[TASK PROMPT] Could you copy every line in the listing below that has the word "behind"?

------------------------------

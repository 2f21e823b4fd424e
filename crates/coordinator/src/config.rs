//! TOML configuration.
//!
//! ```toml
//! [options]
//! lineWidth = 100
//! semiColons = false
//!
//! [cache]
//! capacity = 256
//! ttl-ms = 300000
//!
//! [[backends]]
//! kind = "plugin"
//! base-url = "https://plugins.dprint.dev"
//!
//! [[backends]]
//! kind = "process"
//! program = "deno"
//! ```
//!
//! Option names use the same camelCase spelling as plugin configuration; everything else is
//! kebab-case. Backends are listed in preference order.

use std::path::Path;
use std::sync::Arc;
use std::time::Duration;

use fmtbridge_backend::Backend;
use fmtbridge_backend::plugin::{PluginBackend, PluginConfig};
use fmtbridge_backend::process::{ProcessBackend, ProcessConfig};
use fmtbridge_options::OptionsOverride;
use serde::{Deserialize, Serialize};

use crate::error::{Error, Result};

/// Complete coordinator configuration. Deep-copied into each coordinator built from it.
#[derive(Debug, Clone, PartialEq, Serialize, Deserialize)]
#[serde(default, rename_all = "kebab-case", deny_unknown_fields)]
pub struct CoordinatorConfig {
	/// Instance-level option defaults.
	pub options: OptionsOverride,
	pub cache: CacheConfig,
	/// Backends in preference order.
	pub backends: Vec<BackendConfig>,
}

impl Default for CoordinatorConfig {
	fn default() -> Self {
		Self {
			options: OptionsOverride::default(),
			cache: CacheConfig::default(),
			backends: vec![BackendConfig::Process(ProcessConfig::default())],
		}
	}
}

impl CoordinatorConfig {
	/// Reads and parses a TOML file.
	pub fn load(path: impl AsRef<Path>) -> Result<Self> {
		let path = path.as_ref();
		let text = std::fs::read_to_string(path).map_err(|source| Error::ConfigRead {
			path: path.to_path_buf(),
			source,
		})?;
		let config = Self::from_toml(&text)?;
		tracing::debug!(path = %path.display(), backends = config.backends.len(), "loaded config");
		Ok(config)
	}

	pub fn from_toml(text: &str) -> Result<Self> {
		Ok(toml::from_str(text)?)
	}
}

/// Cache sizing.
#[derive(Debug, Clone, Copy, PartialEq, Eq, Serialize, Deserialize)]
#[serde(default, rename_all = "kebab-case", deny_unknown_fields)]
pub struct CacheConfig {
	/// Maximum entries; `0` disables caching.
	pub capacity: usize,
	/// Maximum entry age in milliseconds.
	pub ttl_ms: u64,
}

impl Default for CacheConfig {
	fn default() -> Self {
		Self {
			capacity: 256,
			ttl_ms: 300_000,
		}
	}
}

impl CacheConfig {
	pub fn ttl(&self) -> Duration {
		Duration::from_millis(self.ttl_ms)
	}
}

/// One backend declaration.
#[derive(Debug, Clone, PartialEq, Eq, Serialize, Deserialize)]
#[serde(tag = "kind", rename_all = "kebab-case")]
pub enum BackendConfig {
	Process(ProcessConfig),
	Plugin(PluginConfig),
}

impl BackendConfig {
	/// Constructs the backend. Process backends resolve their executable here.
	pub fn build(&self) -> Result<Arc<dyn Backend>> {
		Ok(match self {
			Self::Process(config) => Arc::new(ProcessBackend::new(config.clone()).map_err(Error::Unavailable)?),
			Self::Plugin(config) => Arc::new(PluginBackend::new(config.clone())),
		})
	}
}

#[cfg(test)]
mod tests {
	use fmtbridge_options::ContentFamily;
	use pretty_assertions::assert_eq;

	use super::*;

	#[test]
	fn empty_file_yields_defaults() {
		let config = CoordinatorConfig::from_toml("").unwrap();
		assert_eq!(config, CoordinatorConfig::default());
		assert_eq!(config.cache.ttl(), Duration::from_secs(300));
	}

	#[test]
	fn full_file_parses() {
		let config = CoordinatorConfig::from_toml(
			r#"
[options]
lineWidth = 100
semiColons = false

[cache]
capacity = 8
ttl-ms = 1000

[[backends]]
kind = "plugin"
dir = "/var/cache/plugins"
base-url = "https://mirror.example"

[backends.artifacts]
data = "json.wasm"

[[backends]]
kind = "process"
program = "/opt/deno/bin/deno"
"#,
		)
		.unwrap();

		assert_eq!(config.options, OptionsOverride::new().line_width(100).semicolons(false));
		assert_eq!(config.cache, CacheConfig { capacity: 8, ttl_ms: 1000 });

		let [BackendConfig::Plugin(plugin), BackendConfig::Process(process)] = config.backends.as_slice() else {
			panic!("unexpected backends: {:?}", config.backends);
		};
		assert_eq!(plugin.base_url, "https://mirror.example");
		assert_eq!(plugin.artifacts.len(), 1);
		assert_eq!(plugin.artifacts[&ContentFamily::Data], "json.wasm");
		assert_eq!(process.program, "/opt/deno/bin/deno");
		assert_eq!(process.subcommand, "fmt");
	}

	#[test]
	fn unknown_keys_are_rejected() {
		assert!(matches!(CoordinatorConfig::from_toml("[cache]\nsize = 3\n"), Err(Error::ConfigParse(_))));
		assert!(matches!(CoordinatorConfig::from_toml("[options]\nwidth = 3\n"), Err(Error::ConfigParse(_))));
	}

	#[test]
	fn load_reads_a_file() {
		let dir = tempfile::tempdir().unwrap();
		let path = dir.path().join("fmtbridge.toml");
		std::fs::write(&path, "[cache]\ncapacity = 0\n").unwrap();

		let config = CoordinatorConfig::load(&path).unwrap();
		assert_eq!(config.cache.capacity, 0);
		assert_eq!(config.cache.ttl_ms, 300_000);
	}

	#[test]
	fn missing_file_reports_path() {
		let err = CoordinatorConfig::load("/nonexistent/fmtbridge.toml").unwrap_err();
		assert!(err.to_string().contains("/nonexistent/fmtbridge.toml"), "{err}");
	}

	#[test]
	fn missing_executable_is_unavailable() {
		let backend = BackendConfig::Process(ProcessConfig {
			program: "fmtbridge-no-such-formatter".into(),
			..ProcessConfig::default()
		});
		assert!(matches!(backend.build(), Err(Error::Unavailable(_))));
	}
}
//! Formatter backends.
//!
//! A [`Backend`] turns a [`FormatRequest`] into a [`FormatOutcome`] or a check verdict. Two
//! implementations exist, each behind a cargo feature:
//!
//! - `process`: [`process::ProcessBackend`] spawns an external formatter (`deno fmt` by default)
//!   per call and streams the source text through its stdin.
//! - `plugin`: [`plugin::PluginBackend`] hosts one sandboxed Wasm formatter module per content
//!   family and marshals strings through the module's shared linear memory.
//!
//! Every call receives a [`CallContext`] carrying an optional deadline and a cancellation token.
//! Backends never cache; that is the coordinator's job.

use std::fmt;

use async_trait::async_trait;
use fmtbridge_options::{ContentFamily, ContentType, FormatOptions};

mod context;
mod error;
#[cfg(feature = "plugin")]
pub mod plugin;
#[cfg(feature = "process")]
pub mod process;

pub use context::CallContext;
pub use error::{BackendError, Result};

/// Which strategy a backend uses.
#[derive(Debug, Clone, Copy, PartialEq, Eq, Hash)]
pub enum BackendKind {
	/// External formatter process.
	Process,
	/// Sandboxed Wasm plugin module.
	Plugin,
}

impl fmt::Display for BackendKind {
	fn fmt(&self, f: &mut fmt::Formatter<'_>) -> fmt::Result {
		f.write_str(match self {
			Self::Process => "process",
			Self::Plugin => "plugin",
		})
	}
}

/// Whether a call formats or only verifies.
#[derive(Debug, Clone, Copy, PartialEq, Eq, Hash, Default)]
pub enum Mode {
	/// Produce formatted text.
	#[default]
	Format,
	/// Report whether the text is already formatted.
	Check,
}

/// One formatting request. Borrowed for the duration of a backend call.
#[derive(Debug, Clone, Copy)]
pub struct FormatRequest<'a> {
	/// Source text.
	pub text: &'a str,
	/// Grammar to apply.
	pub content_type: ContentType,
	/// Fully resolved options.
	pub options: &'a FormatOptions,
}

impl<'a> FormatRequest<'a> {
	pub fn new(text: &'a str, content_type: ContentType, options: &'a FormatOptions) -> Self {
		Self {
			text,
			content_type,
			options,
		}
	}

	/// Family of the request's content type.
	pub fn family(&self) -> ContentFamily {
		self.content_type.family()
	}
}

/// Successful formatter result.
#[derive(Debug, Clone, PartialEq, Eq)]
pub enum FormatOutcome {
	/// The input was already formatted.
	Unchanged,
	/// The formatter rewrote the input.
	Formatted(String),
}

impl FormatOutcome {
	pub fn is_unchanged(&self) -> bool {
		matches!(self, Self::Unchanged)
	}

	/// Resolves the outcome to text, reusing `original` when unchanged.
	pub fn into_text(self, original: &str) -> String {
		match self {
			Self::Unchanged => original.to_owned(),
			Self::Formatted(text) => text,
		}
	}
}

/// Uniform format/check capability.
///
/// Implementations must be safe to share between coordinators derived from one another; all
/// mutable state lives behind interior locks.
#[async_trait]
pub trait Backend: Send + Sync + fmt::Debug {
	/// Strategy tag, for logs and diagnostics.
	fn kind(&self) -> BackendKind;

	/// Whether this backend can format the given family.
	fn supports(&self, family: ContentFamily) -> bool;

	/// Formats the request, yielding at I/O boundaries.
	async fn format(&self, request: &FormatRequest<'_>, ctx: &CallContext) -> Result<FormatOutcome>;

	/// Formats the request on the calling thread.
	fn format_blocking(&self, request: &FormatRequest<'_>, ctx: &CallContext) -> Result<FormatOutcome>;

	/// Returns `true` if the request text is already formatted.
	async fn check(&self, request: &FormatRequest<'_>, ctx: &CallContext) -> Result<bool> {
		Ok(self.format(request, ctx).await?.is_unchanged())
	}

	/// Blocking counterpart of [`Backend::check`].
	fn check_blocking(&self, request: &FormatRequest<'_>, ctx: &CallContext) -> Result<bool> {
		Ok(self.format_blocking(request, ctx)?.is_unchanged())
	}

	/// Releases long-lived resources. Called once by the owning coordinator.
	fn dispose(&self) {}
}

#[cfg(test)]
mod tests {
	use super::*;

	#[test]
	fn unchanged_resolves_to_original() {
		assert_eq!(FormatOutcome::Unchanged.into_text("a"), "a");
		assert_eq!(FormatOutcome::Formatted("b".into()).into_text("a"), "b");
	}
}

------------------------------

[FINISHED TASK]
//! implementations exist, each behind a cargo feature:
/// mutable state lives behind interior locks.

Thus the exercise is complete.